_WORK ORDER_. Please reproduce the entries below exactly, starting at the first line and ending with the line that holds "let mut lines = Lines::new(reader);".

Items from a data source
---
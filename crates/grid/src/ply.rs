//! ASCII PLY polygon files of triangles
//!
//! ```text
//! ply
//! format ascii 1.0
//! element vertex <N>
//! property float x
//! ...
//! element face <E>
//! property list uchar int vertex_indices
//! end_header
//! <x> <y> <z> [...]            x N
//! 3 <i1> <i2> <i3>             x E
//! ```
//!
//! Face indices are 0-based. Extra vertex properties after `z` are skipped.

// standard library
use std::io::BufRead;
use std::path::Path;

// crate modules
use crate::error::{Error, Result};
use crate::lines::{init_reader, Lines};
use crate::mesh::{Mesh, Node};
use crate::parsers::{parse_line, ply_element, ply_face, ply_vertex, to_index};

// hydromesh modules
use hydromesh_utils::f;

// external crates
use log::{debug, trace};

/// Read an ASCII PLY file of triangles into a [Mesh]
pub fn read_ply<P: AsRef<Path>>(path: P) -> Result<Mesh> {
    read_ply_from(init_reader(path)?)
}

/// Read an ASCII PLY mesh from any buffered reader
pub fn read_ply_from<R: BufRead>(reader: R) -> Result<Mesh> {
    let mut lines = Lines::new(reader);
    let (nn, ne) = read_header(&mut lines)?;

    let mut nodes = Vec::new();
    for i in 0..nn {
        let line = lines.required("vertices", nn, i)?;
        let (x, y, z) = parse_line(ply_vertex, &line, lines.number())?;
        nodes.push(Node::new(x, y, z));
    }

    let mut elements = Vec::new();
    for i in 0..ne {
        let line = lines.required("faces", ne, i)?;
        let (n, ids) = parse_line(ply_face, &line, lines.number())?;
        let line = lines.number();
        match (n, ids.as_slice()) {
            (3, [a, b, c]) => elements.push([
                to_index("vertex", a + 1, nn)?,
                to_index("vertex", b + 1, nn)?,
                to_index("vertex", c + 1, nn)?,
            ]),
            (3, _) => {
                return Err(Error::MalformedTextRecord {
                    line,
                    reason: f!("face of 3 vertices lists {} indices", ids.len()),
                })
            }
            _ => {
                return Err(Error::UnsupportedElement {
                    line,
                    card: f!("{n} vertex face"),
                })
            }
        }
    }

    debug!("read {nn} vertices and {ne} faces");
    Mesh::new(nodes, elements)
}

/// Vertex and face counts from the header, checked for ascii triangles
fn read_header<R: BufRead>(lines: &mut Lines<R>) -> Result<(usize, usize)> {
    let magic = lines.required("PLY header", 1, 0)?;
    if magic.trim() != "ply" {
        return Err(Error::MalformedTextRecord {
            line: 1,
            reason: "missing \"ply\" magic number".to_string(),
        });
    }

    let mut elements = Vec::new();
    loop {
        let line = lines.required("PLY header", 1, 0)?;
        let line = line.trim();
        if line == "end_header" {
            break;
        } else if line.starts_with("format") && !line.starts_with("format ascii") {
            return Err(Error::MalformedTextRecord {
                line: lines.number(),
                reason: f!("only ascii PLY files are supported, found \"{line}\""),
            });
        } else if line.starts_with("element") {
            let (name, n) = parse_line(ply_element, line, lines.number())?;
            elements.push((lines.number(), name.to_string(), n));
        } else {
            trace!("skipping header line {}", lines.number());
        }
    }

    match elements.as_slice() {
        [(_, vertex, nn), (_, face, ne)] if vertex == "vertex" && face == "face" => Ok((*nn, *ne)),
        _ => Err(Error::MalformedTextRecord {
            line: lines.number(),
            reason: "expected a vertex element followed by a face element".to_string(),
        }),
    }
}

#[cfg(test)]
mod tests {
    use super::*;
    use std::io::Cursor;

    const PLY: &str = "\
ply
format ascii 1.0
comment exported from a point cloud editor
element vertex 4
property float x
property float y
property float z
element face 2
property list uchar int vertex_indices
end_header
0.0 0.0 -1.0
1.0 0.0 -2.0
1.0 1.0 -3.0
0.0 1.0 -4.0
3 0 1 2
3 0 2 3
";

    #[test]
    fn read_triangles() {
        let mesh = read_ply_from(Cursor::new(PLY)).unwrap();
        assert_eq!(mesh.nnodes(), 4);
        assert_eq!(mesh.elements, vec![[0, 1, 2], [0, 2, 3]]);
        assert_eq!(mesh.z(), vec![-1.0, -2.0, -3.0, -4.0]);
    }

    #[test]
    fn reject_bad_files() {
        let text = PLY.replace("format ascii 1.0", "format binary_little_endian 1.0");
        assert!(matches!(
            read_ply_from(Cursor::new(text)),
            Err(Error::MalformedTextRecord { line: 2, .. })
        ));

        let text = PLY.replace("3 0 2 3", "4 0 1 2 3");
        assert!(matches!(
            read_ply_from(Cursor::new(text)),
            Err(Error::UnsupportedElement { line: 16, .. })
        ));

        let text = PLY.replace("3 0 2 3", "3 0 2 4");
        assert!(matches!(
            read_ply_from(Cursor::new(text)),
            Err(Error::IndexOutOfRange { index: 5, .. })
        ));

        let text = PLY.replace("element face 2\n", "");
        assert!(read_ply_from(Cursor::new(text)).is_err());

        let text = PLY.replace("3 0 2 3\n", "");
        assert!(matches!(
            read_ply_from(Cursor::new(text)),
            Err(Error::MissingRecords { what: "faces", .. })
        ));
    }
}
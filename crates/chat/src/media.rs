use std::fmt;

use crate::message::Locator;

/// Acquisition source of a media request.
#[derive(Debug, Clone, Copy, PartialEq, Eq, Hash)]
pub enum MediaKind {
    Camera,
    Library,
}

impl MediaKind {
    pub fn name(&self) -> &'static str {
        match self {
            Self::Camera => "camera",
            Self::Library => "library",
        }
    }
}

impl fmt::Display for MediaKind {
    fn fmt(&self, formatter: &mut fmt::Formatter<'_>) -> fmt::Result {
        formatter.write_str(self.name())
    }
}

/// Resolved reference awaiting conversion into a message.
#[derive(Debug, Clone, PartialEq, Eq)]
pub struct PendingSelection {
    pub kind: MediaKind,
    pub reference: Locator,
}

/// What the picker collaborator reported when it finished.
///
/// Keeps "user declined" distinct from "nothing happened yet", which is simply the
/// absence of an outcome.
#[derive(Debug, Clone, PartialEq, Eq)]
pub enum PickerOutcome {
    Resolved(Locator),
    Cancelled,
}

impl From<Option<Locator>> for PickerOutcome {
    fn from(value: Option<Locator>) -> Self {
        match value {
            Some(reference) => Self::Resolved(reference),
            None => Self::Cancelled,
        }
    }
}

/// One outstanding "ask the platform for a photo" request and its resolution.
#[derive(Debug, Default)]
pub struct MediaSelection {
    in_flight: Option<MediaKind>,
    pending: Option<PendingSelection>,
}

impl MediaSelection {
    pub fn new() -> Self {
        Self::default()
    }

    /// Marks a request of `kind` as in flight. Calling again before resolution restarts the
    /// flow; requests never stack.
    pub fn begin(&mut self, kind: MediaKind) {
        if let Some(previous) = self.in_flight.replace(kind) {
            tracing::debug!(%previous, %kind, "restarting in-flight media selection");
        }
    }

    pub fn in_flight(&self) -> Option<MediaKind> {
        self.in_flight
    }

    pub fn has_pending(&self) -> bool {
        self.pending.is_some()
    }

    /// Settles the in-flight request and returns its kind.
    ///
    /// A resolved reference overwrites any unconsumed one. A cancellation clears the pending
    /// value without notifying anything downstream. Returns `None` when no request was in
    /// flight, in which case the outcome is dropped.
    pub fn resolve(&mut self, outcome: impl Into<PickerOutcome>) -> Option<MediaKind> {
        let outcome = outcome.into();
        let Some(kind) = self.in_flight.take() else {
            tracing::debug!(?outcome, "dropping picker outcome with no request in flight");
            return None;
        };

        match outcome {
            PickerOutcome::Resolved(reference) => {
                let selection = PendingSelection { kind, reference };
                if let Some(overwritten) = self.pending.replace(selection) {
                    tracing::debug!(
                        reference = %overwritten.reference,
                        "overwrote unconsumed pending selection"
                    );
                }
            }
            PickerOutcome::Cancelled => {
                self.pending = None;
            }
        }

        Some(kind)
    }

    /// Reads and clears the pending selection, handing ownership to the caller.
    pub fn take(&mut self) -> Option<PendingSelection> {
        self.pending.take()
    }
}

#[cfg(test)]
mod tests {
    use super::*;

    #[test]
    fn resolve_then_take_hands_over_reference_once() {
        let mut selection = MediaSelection::new();
        selection.begin(MediaKind::Library);

        assert_eq!(
            selection.resolve(Some(Locator::from("img://42"))),
            Some(MediaKind::Library)
        );
        assert_eq!(selection.in_flight(), None);

        let pending = selection.take().expect("resolved reference is pending");
        assert_eq!(pending.kind, MediaKind::Library);
        assert_eq!(pending.reference.as_str(), "img://42");
        assert_eq!(selection.take(), None);
    }

    #[test]
    fn later_resolution_overwrites_unconsumed_one() {
        let mut selection = MediaSelection::new();
        selection.begin(MediaKind::Camera);
        selection.resolve(PickerOutcome::Resolved(Locator::from("img://1")));
        selection.begin(MediaKind::Library);
        selection.resolve(PickerOutcome::Resolved(Locator::from("img://2")));

        let pending = selection.take().expect("latest reference is pending");
        assert_eq!(pending.kind, MediaKind::Library);
        assert_eq!(pending.reference.as_str(), "img://2");
        assert!(!selection.has_pending());
    }

    #[test]
    fn cancellation_clears_pending_state() {
        let mut selection = MediaSelection::new();
        selection.begin(MediaKind::Camera);
        selection.resolve(Some(Locator::from("img://1")));
        selection.begin(MediaKind::Camera);

        assert_eq!(selection.resolve(None::<Locator>), Some(MediaKind::Camera));
        assert_eq!(selection.take(), None);
        assert_eq!(selection.in_flight(), None);
    }

    #[test]
    fn outcome_without_request_in_flight_is_dropped() {
        let mut selection = MediaSelection::new();
        assert_eq!(selection.resolve(Some(Locator::from("img://9"))), None);
        assert_eq!(selection.take(), None);
    }

    #[test]
    fn begin_again_restarts_without_stacking() {
        let mut selection = MediaSelection::new();
        selection.begin(MediaKind::Camera);
        selection.begin(MediaKind::Camera);
        selection.resolve(PickerOutcome::Cancelled);
        assert_eq!(selection.in_flight(), None);
    }
}
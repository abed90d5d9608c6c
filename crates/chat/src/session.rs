use std::collections::VecDeque;

use crate::composer::MessageComposer;
use crate::events::SessionEvent;
use crate::ids::MessageId;
use crate::log::{ChatLog, ChatSnapshot};
use crate::media::{MediaKind, MediaSelection, PickerOutcome};
use crate::message::ChatMessage;

/// Seam to the platform media picker.
///
/// `present` only signals the picker to show its UI; the result comes back later through
/// [`ChatSession::on_picker_result`].
pub trait MediaPicker {
    fn present(&mut self, kind: MediaKind);
}

impl<F> MediaPicker for F
where
    F: FnMut(MediaKind),
{
    fn present(&mut self, kind: MediaKind) {
        self(kind)
    }
}

/// Attachment flow state. `Resolved` is transient inside `on_picker_result` and never observed.
#[derive(Debug, Clone, Copy, PartialEq, Eq, Hash, Default)]
pub enum AttachState {
    #[default]
    Idle,
    Selecting(MediaKind),
}

/// State transition input for the attachment flow.
#[derive(Debug, Clone, Copy, PartialEq, Eq, Hash)]
pub enum AttachTransition {
    Begin(MediaKind),
    Resolve,
    Cancel,
}

/// Rejection reason for illegal attachment transitions.
#[derive(Debug, Clone, Copy, PartialEq, Eq, Hash)]
pub enum AttachRejection {
    AlreadySelecting {
        active: MediaKind,
        attempted: MediaKind,
    },
    NotSelecting,
}

pub type AttachTransitionResult = Result<AttachState, AttachRejection>;

impl AttachState {
    /// Returns the outstanding picker kind if and only if state is `Selecting`.
    pub fn selecting_kind(&self) -> Option<MediaKind> {
        match self {
            Self::Selecting(kind) => Some(*kind),
            Self::Idle => None,
        }
    }

    pub fn is_idle(&self) -> bool {
        matches!(self, Self::Idle)
    }

    /// Applies one transition deterministically.
    ///
    /// Only one picker flow may be outstanding. Beginning the same kind again restarts the
    /// flow; beginning a different kind is rejected.
    pub fn apply(&self, transition: AttachTransition) -> AttachTransitionResult {
        match (self, transition) {
            (Self::Idle, AttachTransition::Begin(kind)) => Ok(Self::Selecting(kind)),
            (Self::Selecting(active), AttachTransition::Begin(attempted))
                if *active == attempted =>
            {
                Ok(*self)
            }
            (Self::Selecting(active), AttachTransition::Begin(attempted)) => {
                Err(AttachRejection::AlreadySelecting {
                    active: *active,
                    attempted,
                })
            }
            (Self::Selecting(_), AttachTransition::Resolve | AttachTransition::Cancel) => {
                Ok(Self::Idle)
            }
            (Self::Idle, AttachTransition::Resolve | AttachTransition::Cancel) => {
                Err(AttachRejection::NotSelecting)
            }
        }
    }
}

/// Events retained between drains. Older events are dropped first once the backlog is full.
pub const EVENT_BACKLOG_LIMIT: usize = 256;

/// Entry point for the surrounding UI: sequences media selection, composition and the log.
///
/// All operations complete synchronously on the caller's thread. None of them fail; refused
/// interactions degrade to logged no-ops.
pub struct ChatSession<P> {
    picker: P,
    attach_state: AttachState,
    selection: MediaSelection,
    composer: MessageComposer,
    log: ChatLog,
    events: VecDeque<SessionEvent>,
}

impl<P> ChatSession<P>
where
    P: MediaPicker,
{
    pub fn new(picker: P) -> Self {
        Self {
            picker,
            attach_state: AttachState::Idle,
            selection: MediaSelection::new(),
            composer: MessageComposer::new(),
            log: ChatLog::new(),
            events: VecDeque::with_capacity(EVENT_BACKLOG_LIMIT),
        }
    }

    pub fn attach_state(&self) -> AttachState {
        self.attach_state
    }

    pub fn draft(&self) -> &str {
        self.composer.draft()
    }

    pub fn picker(&self) -> &P {
        &self.picker
    }

    pub fn messages(&self) -> ChatSnapshot {
        self.log.snapshot()
    }

    pub fn len(&self) -> usize {
        self.log.len()
    }

    pub fn is_empty(&self) -> bool {
        self.log.is_empty()
    }

    /// Takes the retained events, oldest first. At most [`EVENT_BACKLOG_LIMIT`] are kept
    /// between drains, so sessions that only poll `messages()` stay bounded.
    pub fn drain_events(&mut self) -> Vec<SessionEvent> {
        self.events.drain(..).collect()
    }

    /// Enters `Selecting(kind)` and signals the picker. Returns immediately.
    pub fn begin_attach(&mut self, kind: MediaKind) -> AttachTransitionResult {
        let next_state = match self.attach_state.apply(AttachTransition::Begin(kind)) {
            Ok(next_state) => next_state,
            Err(rejection) => {
                tracing::warn!(?rejection, "rejected attach request while a picker is open");
                if let AttachRejection::AlreadySelecting { active, attempted } = rejection {
                    self.record(SessionEvent::AttachRejected { active, attempted });
                }
                return Err(rejection);
            }
        };

        self.attach_state = next_state;
        self.selection.begin(kind);
        self.picker.present(kind);
        self.record(SessionEvent::PickerRequested(kind));
        tracing::info!(%kind, "presenting media picker");
        Ok(next_state)
    }

    /// Drives the resolve/cancel transitions. Callbacks that arrive while idle are ignored.
    pub fn on_picker_result(&mut self, outcome: impl Into<PickerOutcome>) -> Option<MessageId> {
        let outcome = outcome.into();
        let transition = match outcome {
            PickerOutcome::Resolved(_) => AttachTransition::Resolve,
            PickerOutcome::Cancelled => AttachTransition::Cancel,
        };

        match self.attach_state.apply(transition) {
            Ok(next_state) => self.attach_state = next_state,
            Err(rejection) => {
                tracing::debug!(?rejection, ?outcome, "ignoring stale picker callback");
                self.record(SessionEvent::StaleCallbackIgnored);
                return None;
            }
        }

        let cancelled = matches!(outcome, PickerOutcome::Cancelled);
        let kind = self.selection.resolve(outcome)?;
        if cancelled {
            tracing::info!(%kind, "media selection cancelled");
            self.record(SessionEvent::SelectionCancelled(kind));
            return None;
        }

        let pending = self.selection.take()?;
        let message = self.composer.consume_media(pending);
        Some(self.commit(message))
    }

    /// Replaces the draft and commits it when non-empty.
    pub fn send_text(&mut self, draft: impl Into<String>) -> Option<MessageId> {
        self.composer.set_text(draft);
        let Some(message) = self.composer.submit_text() else {
            tracing::debug!("ignoring empty text submission");
            return None;
        };

        Some(self.commit(message))
    }

    fn commit(&mut self, message: ChatMessage) -> MessageId {
        let id = message.id();
        tracing::debug!(%id, image = message.is_image(), "appending chat message");
        self.log.append(message);
        self.record(SessionEvent::MessageAppended(id));
        id
    }

    fn record(&mut self, event: SessionEvent) {
        if self.events.len() == EVENT_BACKLOG_LIMIT {
            self.events.pop_front();
        }
        self.events.push_back(event);
    }
}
---
_TASK ANSWER_.
filename crates/grid/src/ply.rs
//! ASCII PLY polygon files of triangles
//!
//! ```text
//! ply
//! format ascii 1.0
//! element vertex <N>
//! property float x
//! ...
//! element face <E>
//! property list uchar int vertex_indices
//! end_header
//! <x> <y> <z> [...]            x N
//! 3 <i1> <i2> <i3>             x E
//! ```
//!
//! Face indices are 0-based. Extra vertex properties after `z` are skipped.

// standard library
use std::io::BufRead;
use std::path::Path;

// crate modules
use crate::error::{Error, Result};
use crate::lines::{init_reader, Lines};
use crate::mesh::{Mesh, Node};
use crate::parsers::{parse_line, ply_element, ply_face, ply_vertex, to_index};

// hydromesh modules
use hydromesh_utils::f;

// external crates
use log::{debug, trace};

/// Read an ASCII PLY file of triangles into a [Mesh]
pub fn read_ply<P: AsRef<Path>>(path: P) -> Result<Mesh> {
    read_ply_from(init_reader(path)?)
}

/// Read an ASCII PLY mesh from any buffered reader
pub fn read_ply_from<R: BufRead>(reader: R) -> Result<Mesh> {
    let mut lines = Lines::new(reader);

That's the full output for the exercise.